E1896. Appendiceal Mucocele: A Slimy Condition
  1. Howayda Al Mrad; Texas Tech University Health Sciences Center
  2. Basel Yacoub; Texas Tech University Health Sciences Center
  3. Ioannis Konstantinidis ; Texas Tech University Health Sciences Center
  4. shaked Laks ; Texas Tech University Health Sciences Center
Appendiceal mucoceles are abnormal intraluminal collection of mucin in the appendix. It is a rare condition that accounts for less than 1% of all appendiceal pathology. They can be asymptomatic and are often discovered incidentally on abdominal imaging. When symptomatic, patients may present acutely or with a chronic nonspecific right lower quadrant pain.

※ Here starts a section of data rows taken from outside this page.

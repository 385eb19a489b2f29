//! Triangle/plane classification.

use serde::{Deserialize, Serialize};

use crate::mesh::Triangle;

/// How many vertices of a triangle lie above, on, or below a plane.
#[derive(Debug, Clone, Copy, PartialEq, Eq, Default)]
pub struct VertexCounts {
    /// Vertices with `z > plane`.
    pub above: u8,
    /// Vertices with `z == plane`.
    pub on: u8,
    /// Vertices with `z < plane`.
    pub below: u8,
}

impl VertexCounts {
    /// Count the triangle's vertices against the plane at height `z`.
    ///
    /// The comparison is exact; a NaN coordinate counts as below.
    pub fn of(triangle: &Triangle, z: f64) -> Self {
        let mut counts = Self::default();
        for v in &triangle.vertices {
            if v.z > z {
                counts.above += 1;
            } else if v.z == z {
                counts.on += 1;
            } else {
                counts.below += 1;
            }
        }
        counts
    }
}

/// The single way a triangle meets a horizontal plane.
#[derive(Debug, Clone, Copy, PartialEq, Eq, Hash, Serialize, Deserialize)]
pub enum IntersectionCase {
    /// Entirely on one side, or only touching the plane at a corner.
    None,
    /// Two edges cross the plane and no vertex lies on it.
    EdgeCrossing,
    /// One vertex lies on the plane and the opposite edge crosses it.
    VertexTouch,
    /// One edge lies in the plane.
    EdgeOnPlane,
    /// The whole triangle is coplanar with the plane. Produces no segment.
    FaceOnPlane,
}

impl IntersectionCase {
    /// Select the case for a set of vertex counts.
    pub fn from_counts(counts: VertexCounts) -> Self {
        let straddles = counts.above >= 1 && counts.below >= 1;
        match counts.on {
            3 => IntersectionCase::FaceOnPlane,
            2 => IntersectionCase::EdgeOnPlane,
            1 if straddles => IntersectionCase::VertexTouch,
            0 if straddles => IntersectionCase::EdgeCrossing,
            _ => IntersectionCase::None,
        }
    }

    /// Whether this case can yield a segment.
    pub fn produces_segment(self) -> bool {
        matches!(
            self,
            IntersectionCase::EdgeCrossing
                | IntersectionCase::VertexTouch
                | IntersectionCase::EdgeOnPlane
        )
    }
}

/// Classify a triangle against the plane at height `z`.
pub fn classify(triangle: &Triangle, z: f64) -> IntersectionCase {
    IntersectionCase::from_counts(VertexCounts::of(triangle, z))
}

#[cfg(test)]
mod tests {
    use super::*;
    use strata_math::Point3;

    fn tri(z0: f64, z1: f64, z2: f64) -> Triangle {
        Triangle::new(
            Point3::new(0.0, 0.0, z0),
            Point3::new(1.0, 0.0, z1),
            Point3::new(0.0, 1.0, z2),
        )
    }

    #[test]
    fn test_counts_always_sum_to_three() {
        let heights = [-1.0, 0.0, 0.5, 1.0, 2.0];
        for &a in &heights {
            for &b in &heights {
                for &c in &heights {
                    let t = tri(a, b, c);
                    for &z in &[0.0, 0.5, 1.0] {
                        let n = VertexCounts::of(&t, z);
                        assert_eq!(n.above + n.on + n.below, 3);
                    }
                }
            }
        }
    }

    #[test]
    fn test_all_cases() {
        assert_eq!(classify(&tri(1.0, 2.0, 3.0), 0.5), IntersectionCase::None);
        assert_eq!(classify(&tri(-1.0, -2.0, -3.0), 0.5), IntersectionCase::None);
        assert_eq!(classify(&tri(0.0, 2.0, 3.0), 1.0), IntersectionCase::EdgeCrossing);
        assert_eq!(classify(&tri(0.0, 1.0, 3.0), 1.0), IntersectionCase::VertexTouch);
        assert_eq!(classify(&tri(1.0, 1.0, 3.0), 1.0), IntersectionCase::EdgeOnPlane);
        assert_eq!(classify(&tri(1.0, 1.0, 1.0), 1.0), IntersectionCase::FaceOnPlane);
    }

    #[test]
    fn test_corner_touch_is_none() {
        // One vertex on the plane, the rest above: a point contact.
        let counts = VertexCounts::of(&tri(1.0, 2.0, 3.0), 1.0);
        assert_eq!(counts, VertexCounts { above: 2, on: 1, below: 0 });
        assert_eq!(IntersectionCase::from_counts(counts), IntersectionCase::None);
    }

    #[test]
    fn test_edge_on_plane_regardless_of_third_vertex() {
        assert_eq!(classify(&tri(1.0, 1.0, -3.0), 1.0), IntersectionCase::EdgeOnPlane);
        assert!(IntersectionCase::EdgeOnPlane.produces_segment());
        assert!(!IntersectionCase::FaceOnPlane.produces_segment());
    }
}
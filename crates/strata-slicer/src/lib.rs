#![warn(missing_docs)]

//! Planar slicing for the strata toolchain.
//!
//! This crate cuts a triangle mesh with horizontal planes at a fixed
//! spacing. It stitches each plane's loose segments into ordered chains and
//! concatenates the accepted chains into one toolpath-ordered segment stream.
//!
//! # Example
//!
//! ```
//! use strata_slicer::{slice_mesh, Mesh, SliceSettings};
//!
//! let cube = Mesh::cuboid([10.0, 10.0, 10.0]);
//! let settings = SliceSettings { z_res: 3.0, ..Default::default() };
//! let output = slice_mesh(&cube, &settings).unwrap();
//!
//! assert_eq!(output.stats.planes_visited, 4);
//! println!("segments: {}", output.segments.len());
//! ```

pub mod classify;
pub mod error;
pub mod intersect;
pub mod mesh;
pub mod path;
pub mod slice;
pub mod stitch;

pub use classify::{classify, IntersectionCase, VertexCounts};
pub use error::{Result, SlicerError};
pub use intersect::{build_segment, intersect_triangle};
pub use mesh::{extract_triangles, world_z_bounds, Mesh, Triangle};
pub use path::{chain_length, Segment};
pub use slice::{LayerSlicer, SliceLayer, SliceStats, MIN_CHAIN_SEGMENTS};
pub use stitch::{stitch_segments, StartAnchor, StitchedLayer};

use serde::{Deserialize, Serialize};
use tracing::info;

/// Slicing parameters.
#[derive(Debug, Clone, Serialize, Deserialize)]
pub struct SliceSettings {
    /// Vertical distance between slicing planes (mm).
    pub z_res: f64,
    /// Where each layer's starting segment is measured from.
    #[serde(default)]
    pub start_anchor: StartAnchor,
}

impl Default for SliceSettings {
    fn default() -> Self {
        Self {
            z_res: 3.0,
            start_anchor: StartAnchor::Origin,
        }
    }
}

impl SliceSettings {
    /// Validate settings.
    pub fn validate(&self) -> Result<()> {
        if !self.z_res.is_finite() || self.z_res <= 0.0 {
            return Err(SlicerError::InvalidSettings(format!(
                "z_res must be a positive number, got {}",
                self.z_res
            )));
        }
        Ok(())
    }
}

/// Result of slicing a whole mesh.
#[derive(Debug, Clone, Default)]
pub struct SliceOutput {
    /// Accepted layers' chains, bottom layer first.
    pub segments: Vec<Segment>,
    /// Diagnostic counters.
    pub stats: SliceStats,
}

/// Slice a mesh with the given settings.
///
/// This drains a [`LayerSlicer`] and keeps only accepted layers. Malformed
/// mesh data yields an empty output with `stats.input_rejected` set; only
/// invalid settings return an error.
pub fn slice_mesh(mesh: &Mesh, settings: &SliceSettings) -> Result<SliceOutput> {
    let mut slicer = LayerSlicer::new(mesh, settings)?;

    info!(
        z_res = settings.z_res,
        z_range = ?slicer.stats().z_range,
        anchor = ?settings.start_anchor,
        "Starting mesh slicing"
    );

    let mut segments = Vec::new();
    for layer in slicer.by_ref() {
        if layer.accepted {
            segments.extend(layer.segments);
        }
    }
    let stats = slicer.into_stats();

    info!(
        planes = stats.planes_visited,
        accepted = stats.layers_accepted,
        degenerate = stats.degenerate_layers,
        broken_chains = stats.broken_chains,
        segments = segments.len(),
        "Slicing complete"
    );

    Ok(SliceOutput { segments, stats })
}
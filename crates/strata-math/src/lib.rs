#![warn(missing_docs)]

//! Geometry primitives for the strata slicer.
//!
//! Thin wrappers around nalgebra: points, vectors, world transforms and
//! the tolerance rules used when stitching slice segments together.

use nalgebra::{Matrix4, Vector3};
use serde::{Deserialize, Serialize};

/// A point in 3D space.
pub type Point3 = nalgebra::Point3<f64>;

/// A vector in 3D space.
pub type Vec3 = Vector3<f64>;

/// A 4x4 affine transformation matrix.
///
/// Serialized as 16 numbers in column-major order, the layout scene graphs
/// use for world matrices.
#[derive(Debug, Clone, PartialEq, Serialize, Deserialize)]
#[serde(from = "[f64; 16]", into = "[f64; 16]")]
pub struct Transform {
    /// The underlying 4x4 matrix.
    pub matrix: Matrix4<f64>,
}

impl Transform {
    /// Identity transform.
    pub fn identity() -> Self {
        Self {
            matrix: Matrix4::identity(),
        }
    }

    /// Build from 16 elements in column-major order.
    pub fn from_column_major(elements: [f64; 16]) -> Self {
        Self {
            matrix: Matrix4::from_column_slice(&elements),
        }
    }

    /// The 16 matrix elements in column-major order.
    pub fn to_column_major(&self) -> [f64; 16] {
        let mut out = [0.0; 16];
        out.copy_from_slice(self.matrix.as_slice());
        out
    }

    /// Translation by `(dx, dy, dz)`.
    pub fn translation(dx: f64, dy: f64, dz: f64) -> Self {
        Self {
            matrix: Matrix4::new_translation(&Vector3::new(dx, dy, dz)),
        }
    }

    /// Non-uniform scale by `(sx, sy, sz)`.
    pub fn scale(sx: f64, sy: f64, sz: f64) -> Self {
        Self {
            matrix: Matrix4::new_nonuniform_scaling(&Vector3::new(sx, sy, sz)),
        }
    }

    /// Right-handed rotation about the world X axis, in radians.
    ///
    /// `rotation_x(FRAC_PI_2)` turns a Y-up model so it stands on a Z-up bed.
    pub fn rotation_x(angle: f64) -> Self {
        Self {
            matrix: Matrix4::from_axis_angle(&Vector3::x_axis(), angle),
        }
    }

    /// Compose: `self * other`, so `other` is applied first.
    pub fn then(&self, other: &Transform) -> Self {
        Self {
            matrix: self.matrix * other.matrix,
        }
    }

    /// Transform a point.
    pub fn apply_point(&self, p: &Point3) -> Point3 {
        self.matrix.transform_point(p)
    }
}

impl Default for Transform {
    fn default() -> Self {
        Self::identity()
    }
}

impl From<[f64; 16]> for Transform {
    fn from(elements: [f64; 16]) -> Self {
        Self::from_column_major(elements)
    }
}

impl From<Transform> for [f64; 16] {
    fn from(t: Transform) -> Self {
        t.to_column_major()
    }
}

/// Tolerances used while reconstructing slice contours.
pub struct Tolerance;

impl Tolerance {
    /// Per-axis absolute difference below which two endpoints connect.
    pub const CONNECT: f64 = 1e-10;

    /// Squared cross-product magnitude below which two directions are collinear.
    pub const COLLINEAR: f64 = 1e-10;
}

/// Whether `a` and `b` agree on every axis within [`Tolerance::CONNECT`].
pub fn points_coincide(a: &Point3, b: &Point3) -> bool {
    (a.x - b.x).abs() < Tolerance::CONNECT
        && (a.y - b.y).abs() < Tolerance::CONNECT
        && (a.z - b.z).abs() < Tolerance::CONNECT
}

/// Whether two direction vectors are parallel or anti-parallel.
///
/// Not normalized: long vectors need a proportionally smaller angle.
pub fn directions_collinear(u: &Vec3, v: &Vec3) -> bool {
    u.cross(v).norm_squared() < Tolerance::COLLINEAR
}
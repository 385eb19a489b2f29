//! World-space triangle extraction from a raw vertex buffer.

use serde::{Deserialize, Serialize};
use strata_math::{Point3, Transform};

use crate::error::{Result, SlicerError};

/// Scalars per triangle in a non-indexed position buffer.
const FLOATS_PER_TRIANGLE: usize = 9;

/// A non-indexed triangle mesh placed in the world.
///
/// Every three consecutive vertices in `positions` form one triangle, in
/// local coordinates. `transform` maps local to world space.
#[derive(Debug, Clone, Default, Serialize, Deserialize)]
pub struct Mesh {
    /// Flat array of local vertex positions: `[x0, y0, z0, x1, y1, z1, ...]`.
    pub positions: Vec<f32>,
    /// Local-to-world transform.
    #[serde(default)]
    pub transform: Transform,
}

impl Mesh {
    /// Create a mesh with an identity world transform.
    pub fn new(positions: Vec<f32>) -> Self {
        Self {
            positions,
            transform: Transform::identity(),
        }
    }

    /// Same mesh with a different world transform.
    pub fn with_transform(mut self, transform: Transform) -> Self {
        self.transform = transform;
        self
    }

    /// Axis-aligned box spanning `[0, size]` on each axis, 12 triangles.
    pub fn cuboid(size: [f32; 3]) -> Self {
        let [sx, sy, sz] = size;
        let corners = [
            [0.0, 0.0, 0.0],
            [sx, 0.0, 0.0],
            [sx, sy, 0.0],
            [0.0, sy, 0.0],
            [0.0, 0.0, sz],
            [sx, 0.0, sz],
            [sx, sy, sz],
            [0.0, sy, sz],
        ];
        let indices: [usize; 36] = [
            0, 2, 1, 0, 3, 2, // bottom
            4, 5, 6, 4, 6, 7, // top
            0, 1, 5, 0, 5, 4, // front
            2, 3, 7, 2, 7, 6, // back
            0, 4, 7, 0, 7, 3, // left
            1, 2, 6, 1, 6, 5, // right
        ];
        let positions = indices.iter().flat_map(|&i| corners[i]).collect();
        Self::new(positions)
    }

    /// Copy with `placement` applied after the current world transform.
    pub fn transformed(&self, placement: &Transform) -> Self {
        Self {
            positions: self.positions.clone(),
            transform: placement.then(&self.transform),
        }
    }

    /// Copy whose world transform also lifts the mesh so its lowest point sits at z = 0.
    pub fn place_on_bed(&self) -> Self {
        let lift = match world_z_bounds(self) {
            Some((min_z, _)) => -min_z,
            None => 0.0,
        };
        self.transformed(&Transform::translation(0.0, 0.0, lift))
    }

    /// Number of complete vertices in the buffer.
    pub fn vertex_count(&self) -> usize {
        self.positions.len() / 3
    }

    fn world_vertex(&self, i: usize) -> Point3 {
        let local = Point3::new(
            self.positions[i * 3] as f64,
            self.positions[i * 3 + 1] as f64,
            self.positions[i * 3 + 2] as f64,
        );
        self.transform.apply_point(&local)
    }
}

/// A world-space triangle: an ordered vertex triple.
#[derive(Debug, Clone, Copy, PartialEq)]
pub struct Triangle {
    /// The three corners.
    pub vertices: [Point3; 3],
}

impl Triangle {
    /// Create a triangle from its corners.
    pub fn new(a: Point3, b: Point3, c: Point3) -> Self {
        Self {
            vertices: [a, b, c],
        }
    }

    /// The edges `v0→v1`, `v1→v2`, `v2→v0`.
    pub fn edges(&self) -> [(Point3, Point3); 3] {
        let [a, b, c] = self.vertices;
        [(a, b), (b, c), (c, a)]
    }

    /// Lowest vertex Z.
    pub fn min_z(&self) -> f64 {
        self.vertices.iter().map(|v| v.z).fold(f64::INFINITY, f64::min)
    }

    /// Highest vertex Z.
    pub fn max_z(&self) -> f64 {
        self.vertices
            .iter()
            .map(|v| v.z)
            .fold(f64::NEG_INFINITY, f64::max)
    }
}

/// Pull world-space triangles out of the mesh buffer.
pub fn extract_triangles(mesh: &Mesh) -> Result<Vec<Triangle>> {
    if mesh.positions.is_empty() {
        return Err(SlicerError::MissingPositions);
    }
    if mesh.positions.len() % FLOATS_PER_TRIANGLE != 0 {
        return Err(SlicerError::MalformedPositions {
            len: mesh.positions.len(),
        });
    }

    let num_triangles = mesh.positions.len() / FLOATS_PER_TRIANGLE;
    let triangles = (0..num_triangles)
        .map(|t| {
            Triangle::new(
                mesh.world_vertex(t * 3),
                mesh.world_vertex(t * 3 + 1),
                mesh.world_vertex(t * 3 + 2),
            )
        })
        .collect();

    Ok(triangles)
}

/// World-space Z range over every vertex, or `None` for an empty buffer.
///
/// Rotation and scale change the range, so each vertex is transformed
/// rather than offsetting local bounds by the translation.
pub fn world_z_bounds(mesh: &Mesh) -> Option<(f64, f64)> {
    let count = mesh.vertex_count();
    if count == 0 {
        return None;
    }

    let mut min_z = f64::INFINITY;
    let mut max_z = f64::NEG_INFINITY;
    for i in 0..count {
        let z = mesh.world_vertex(i).z;
        min_z = min_z.min(z);
        max_z = max_z.max(z);
    }

    Some((min_z, max_z))
}
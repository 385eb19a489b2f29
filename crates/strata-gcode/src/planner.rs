//! Convert ordered slice segments into travel and print moves.

use serde::{Deserialize, Serialize};
use strata_math::Point3;
use strata_slicer::Segment;

use crate::config::PrinterConfig;

/// One straight motion of the nozzle.
#[derive(Debug, Clone, Copy, PartialEq, Serialize, Deserialize)]
pub struct Move {
    /// Where the motion begins.
    pub start: Point3,
    /// Where the motion ends.
    pub end: Point3,
    /// Feed rate.
    pub speed: f64,
    /// `true` deposits material; `false` is a travel.
    pub is_print: bool,
    /// Filament pushed so far, including this move.
    pub cumulative_extrusion: f64,
}

impl Move {
    /// Whether this is a non-extruding relocation.
    pub fn is_travel(&self) -> bool {
        !self.is_print
    }

    /// Straight-line length.
    pub fn length(&self) -> f64 {
        (self.end - self.start).norm()
    }
}

/// Totals over a planned toolpath.
#[derive(Debug, Clone, Default, PartialEq, Serialize, Deserialize)]
pub struct ToolpathStats {
    /// Number of print moves.
    pub print_moves: usize,
    /// Number of travel moves.
    pub travel_moves: usize,
    /// Summed length of print moves (mm).
    pub printed_distance: f64,
    /// Summed length of travel moves (mm).
    pub travel_distance: f64,
    /// Filament consumed by the whole toolpath (mm).
    pub total_extrusion: f64,
}

impl ToolpathStats {
    /// Tally an existing move sequence.
    pub fn from_moves(moves: &[Move]) -> Self {
        let mut stats = Self::default();
        for mv in moves {
            stats.record(mv);
        }
        stats
    }

    fn record(&mut self, mv: &Move) {
        if mv.is_print {
            self.print_moves += 1;
            self.printed_distance += mv.length();
        } else {
            self.travel_moves += 1;
            self.travel_distance += mv.length();
        }
        self.total_extrusion = self.total_extrusion.max(mv.cumulative_extrusion);
    }
}

/// A finished, ordered move list.
#[derive(Debug, Clone, Default, PartialEq, Serialize, Deserialize)]
pub struct Toolpath {
    /// Moves in execution order.
    pub moves: Vec<Move>,
    /// Totals over `moves`.
    pub stats: ToolpathStats,
}

/// Running nozzle state for one planning pass.
#[derive(Debug, Clone, Copy, PartialEq)]
struct PlannerState {
    position: Point3,
    printed_distance: f64,
    extrusion: f64,
}

impl Default for PlannerState {
    fn default() -> Self {
        Self {
            position: Point3::origin(),
            printed_distance: 0.0,
            extrusion: 0.0,
        }
    }
}

/// Builds a toolpath one segment at a time.
///
/// The nozzle starts at the origin with nothing extruded. The planner is
/// consumed by [`MovePlanner::finish`], so its state never outlives the pass.
#[derive(Debug, Clone)]
pub struct MovePlanner {
    config: PrinterConfig,
    state: PlannerState,
    moves: Vec<Move>,
    stats: ToolpathStats,
}

impl MovePlanner {
    /// Start a pass with the given printer settings.
    pub fn new(config: &PrinterConfig) -> Self {
        Self {
            config: config.clone(),
            state: PlannerState::default(),
            moves: Vec::new(),
            stats: ToolpathStats::default(),
        }
    }

    /// Current nozzle position.
    pub fn position(&self) -> Point3 {
        self.state.position
    }

    /// Filament extruded so far.
    pub fn extrusion(&self) -> f64 {
        self.state.extrusion
    }

    /// Print along `segment`, travelling to its start first if needed.
    pub fn push_segment(&mut self, segment: &Segment) {
        if self.state.position != segment.start {
            self.emit(segment.start, self.config.move_speed, false);
        }

        self.state.printed_distance += segment.length();
        self.state.extrusion = self.config.extrusion_for(self.state.printed_distance);
        self.emit(segment.end, self.config.print_speed, true);
    }

    /// Push every segment in order.
    pub fn extend<'a>(&mut self, segments: impl IntoIterator<Item = &'a Segment>) {
        for segment in segments {
            self.push_segment(segment);
        }
    }

    /// End the pass and hand over the moves.
    pub fn finish(self) -> Toolpath {
        Toolpath {
            moves: self.moves,
            stats: self.stats,
        }
    }

    fn emit(&mut self, end: Point3, speed: f64, is_print: bool) {
        let mv = Move {
            start: self.state.position,
            end,
            speed,
            is_print,
            cumulative_extrusion: self.state.extrusion,
        };
        self.stats.record(&mv);
        self.moves.push(mv);
        self.state.position = end;
    }
}

/// Plan a whole segment stream in one call.
pub fn plan_moves(segments: &[Segment], config: &PrinterConfig) -> Toolpath {
    let mut planner = MovePlanner::new(config);
    planner.extend(segments);
    planner.finish()
}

Large mucoceles may be palpable on physical examination and can cause a mass effect leading to obstruction of surrounding structures such as the right ureter.

Educational Goals / Teaching Points
Review the clinical presentations of appendiceal mucocele, describe multimodality imaging findings, discuss potential diagnostic pitfalls, share at least 10 clinical cases, including misdiagnoses in the setting of appendiceal mucocele, and build diagnostic confidence among radiologists-in-training.

Key Anatomic/Physiologic Issues and Imaging Findings/Techniques
Appendiceal mucoceles are broadly classified based on histology into non-neoplastic (simple mucocele and mucosal hyperplasia) and neoplastic (mucinous cystadenoma and mucinous cystadenocarcinoma). These subtypes cannot be reliably differentiated on imaging. In addition, biopsy is generally contra-indicated as it carries a risk of intraabdominal seeding. Mucoceles typically appear as rounded or tubular well-encapsulated cystic masses that are contiguous with the cecum. The presence of punctate or curvilinear calcifications in the mucosal wall supports the diagnosis and are in keeping with a chronic nature of the disease. Other nonspecific findings such as surrounding fat stranding, soft tissue thickening, or wall irregularity may also be present. Once the diagnosis has been made, it is important to assess for extraluminal mucin in the peri-appendiceal space, peritoneal cavity or surface of abdominal viscera which would be diagnostic of pseudomyxoma peritonei. The lumen of the mass is characteristically hypoattenuating on CT. It may appear hypo- or isointense on MRI’s T1 and is typically hyperintense on T2. On sonography, it produces a hypoechoic cystic mass with variable internal echogenicity. It is generally recommended that all appendiceal mucoceles be surgically resected to prevent complication, rule out malignancy and direct further management. It is particularly important to alert surgeons for the possibility of appendiceal mucocele for careful appendiceal inspection and to prevent intraoperative and postoperative complications. Appendectomy may be sufficient for localized disease, while right hemi-colectomy is indicated for extensive or histologically proven neoplastic cases. In addition, cytoreductive surgery and heated intraperitoneal chemotherapy are usually performed when there is rupture of the mucocele or peritoneal involvement to prevent locoregional recurrence.

Appendiceal mucocele is a rare condition that may be asymptomatic or present with vague abdominal pain. Complications of mucoceles may involve rupture that may lead to pseudomyxoma peritonei. Imaging is the mainstay of diagnosis and must rule out radiologic mimickers such as pelvic inflammatory disease, ovarian mass to appropriately direct clinical management.